In these troubled times, many of you will be working from home, or thinking about working from home. This article is intended to help you out in that situation.

Email Forwarding – not the best way

A common request is how to forward email to personal email addresses to allow home working. While that may seem like a simple solution, often it is very problematic:

  • the personal email account may filter forwarded emails as spam, because they can look very much like spoofed emails
  • if you forward messages which are spam or which look like spoofed emails, then you could end up with your mail server being flagged as sending spam, which could end up with you not being able to send any email at all
  • the original sender may receive bounce or notification messages from the personal email account or the user’s home ISP. That looks unprofessional
  • when the user replies to a message, then it may appear to come from that home user’s personal email address
  • when you return to the office, then the forwarded messages will either be missing, or the user will have a lot of sorting out to do, of all the emails that have arrived while they’ve been working from home

Important: If you decide to use forwarding anyway, never, ever, ever mark the forwarded messages as spam in the personal email account, and make sure that all the home workers know this.

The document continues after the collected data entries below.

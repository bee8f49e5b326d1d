use std::path::Path;
use std::sync::Arc;
use std::time::Duration;

use async_trait::async_trait;
use tracing::{info, warn};
use wright_core::errors::ServiceError;
use wright_core::services::RunnerClient;
use wright_core::stream::ToolParams;
use wright_core::tools::{Tool, ToolContext, ToolError, ToolErrorCode};

use super::param;
use crate::file_ops::FileOperationManager;

const MAX_ATTEMPTS: u32 = 3;
const MIN_BACKOFF: Duration = Duration::from_secs(4);
const MAX_BACKOFF: Duration = Duration::from_secs(10);

/// Records the dependency in the turn and installs it through the runner.
pub struct AddDependencyTool {
    files: Arc<FileOperationManager>,
    runner: Arc<dyn RunnerClient>,
}

impl AddDependencyTool {
    pub fn new(files: Arc<FileOperationManager>, runner: Arc<dyn RunnerClient>) -> Self {
        Self { files, runner }
    }

    fn dependency_error(&self, e: impl std::fmt::Display) -> ToolError {
        ToolError::new(
            self.name(),
            ToolErrorCode::DependencyError,
            format!("Error adding dependency: {e}"),
        )
    }

    async fn install(&self, project_root: &Path, name: &str) -> Result<(), ServiceError> {
        let project_id = project_id(project_root);
        info!(dependency = name, project_id = %project_id, "adding dependency");

        let mut attempt = 1;
        loop {
            match self.runner.add_package(&project_id, name, true).await {
                Ok(()) => return Ok(()),
                Err(e) if attempt < MAX_ATTEMPTS => {
                    let delay = backoff(attempt);
                    warn!(
                        dependency = name,
                        attempt,
                        delay_secs = delay.as_secs(),
                        error = %e,
                        "package install failed, retrying"
                    );
                    tokio::time::sleep(delay).await;
                    attempt += 1;
                }
                Err(e) => return Err(e),
            }
        }
    }
}

/// Exponential backoff clamped to `[MIN_BACKOFF, MAX_BACKOFF]`.
fn backoff(attempt: u32) -> Duration {
    Duration::from_secs(2u64.saturating_pow(attempt)).clamp(MIN_BACKOFF, MAX_BACKOFF)
}

/// The runner knows projects by their directory name.
pub(crate) fn project_id(root: &Path) -> String {
    root.file_name()
        .map(|n| n.to_string_lossy().into_owned())
        .unwrap_or_default()
}

#[async_trait]
impl Tool for AddDependencyTool {
    fn name(&self) -> &str {
        "add-dependency"
    }

    fn description(&self) -> &str {
        "Install a package into the project"
    }

    fn required_params(&self) -> &[&'static str] {
        &["name"]
    }

    async fn execute(&self, params: &ToolParams, ctx: &ToolContext) -> Result<String, ToolError> {
        let name = param(params, "name");
        self.files
            .add_dependency(name, None)
            .map_err(|e| self.dependency_error(e))?;
        let root = &ctx.working_directory;
        if !root.join("package.json").exists() && !root.join("pyproject.toml").exists() {
            return Err(self.dependency_error("No package.json or pyproject.toml found in the project"));
        }
        self.install(&ctx.working_directory, name)
            .await
            .map_err(|e| self.dependency_error(e))?;
        Ok(format!("Successfully added {name} using runner client"))
    }
}

#[cfg(test)]
mod tests {
    use super::*;
    use crate::tools::testutil::{ctx, files, params, temp_dir, FakeRunner};

    #[test]
    fn backoff_is_clamped() {
        assert_eq!(backoff(1), Duration::from_secs(4));
        assert_eq!(backoff(3), Duration::from_secs(8));
        assert_eq!(backoff(6), Duration::from_secs(10));
    }

    #[tokio::test(start_paused = true)]
    async fn installs_after_retries() {
        let dir = temp_dir("dep");
        std::fs::write(dir.join("package.json"), "{}").unwrap();
        let runner = Arc::new(FakeRunner::default());
        *runner.fail_installs.lock() = 2;
        let fom = files(&dir);
        let tool = AddDependencyTool::new(fom.clone(), runner.clone());

        let out = tool.execute(&params(&[("name", "zod")]), &ctx(&dir)).await.unwrap();
        assert_eq!(out, "Successfully added zod using runner client");
        let installs = runner.installs.lock().clone();
        assert_eq!(installs.len(), 1);
        assert_eq!(installs[0].0, project_id(&dir));
        assert_eq!(installs[0].1, "zod");
        assert!(installs[0].2);
        assert_eq!(fom.pending_changes()[0].content.as_deref(), Some("zod"));
        std::fs::remove_dir_all(&dir).ok();
    }

    #[tokio::test(start_paused = true)]
    async fn gives_up_after_three_attempts() {
        let dir = temp_dir("dep");
        std::fs::write(dir.join("pyproject.toml"), "").unwrap();
        let runner = Arc::new(FakeRunner::default());
        *runner.fail_installs.lock() = 3;
        let tool = AddDependencyTool::new(files(&dir), runner.clone());

        let err = tool.execute(&params(&[("name", "httpx")]), &ctx(&dir)).await.unwrap_err();
        assert_eq!(err.code, ToolErrorCode::DependencyError);
        assert!(runner.installs.lock().is_empty());
        assert_eq!(*runner.fail_installs.lock(), 0);
        std::fs::remove_dir_all(&dir).ok();
    }

    #[tokio::test]
    async fn requires_a_manifest() {
        let dir = temp_dir("dep");
        let tool = AddDependencyTool::new(files(&dir), Arc::new(FakeRunner::default()));
        let err = tool.execute(&params(&[("name", "zod")]), &ctx(&dir)).await.unwrap_err();
        assert_eq!(err.code, ToolErrorCode::DependencyError);
        assert_eq!(
            err.message,
            "Error adding dependency: No package.json or pyproject.toml found in the project"
        );
        std::fs::remove_dir_all(&dir).ok();
    }
}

If you do mark the forwarded messages as spam, you will almost certainly end up with your office VPOP3 server being blacklisted as a spam sender, which could lead to your office ISP blocking you from sending any mail, or suspending your account, or worse. Just the mere fact of forwarding spam could get you blacklisted, but marking the forwarded messages as spam is much worse.

Accessing VPOP3 remotely

The alternative to forwarding email is to access your VPOP3 server remotely. VPOP3 is a full email server, so it can work just as an ISP’s mail server, but is private to your business, and you have full control over it. All you need to do is have some way of addressing it (eg a static IP address, DNS name or Dynamic DNS name) and change permissions to allow access to it.

In this case, the email will not have to go through anyone’s home email account, so the potential problems with the forwarding method will not occur.

VPOP3 User manual – allowing remote access to VPOP3

If your users will be taking their work computers home, and that is the only computer they will be accessing their email on, then this option will work well with either the VPOP3 Basic or VPOP3 Enterprise edition of VPOP3. You may need to reconfigure the email account to access the external of the VPOP3 server, rather than the internal one, but no other changes will be needed.

If your users will be using their own home PCs, iPads, smartphones, etc and/or will be accessing their mail from multiple devices, then the best option is to use IMAP4 for your email access. In that case, all the mail is stored on the VPOP3 mail server at the office, and any devices will synchronise with the mail server.

That will mean that if a message is deleted or moved to another folder whilst the user is working from home, then when they return to the office, they won’t have to delete or move the message again, because it will all synchronise.

Similarly, if a user sends a message from their personal laptop, it will appear in the ‘Sent items’ folder on their work PC when they are back in the office.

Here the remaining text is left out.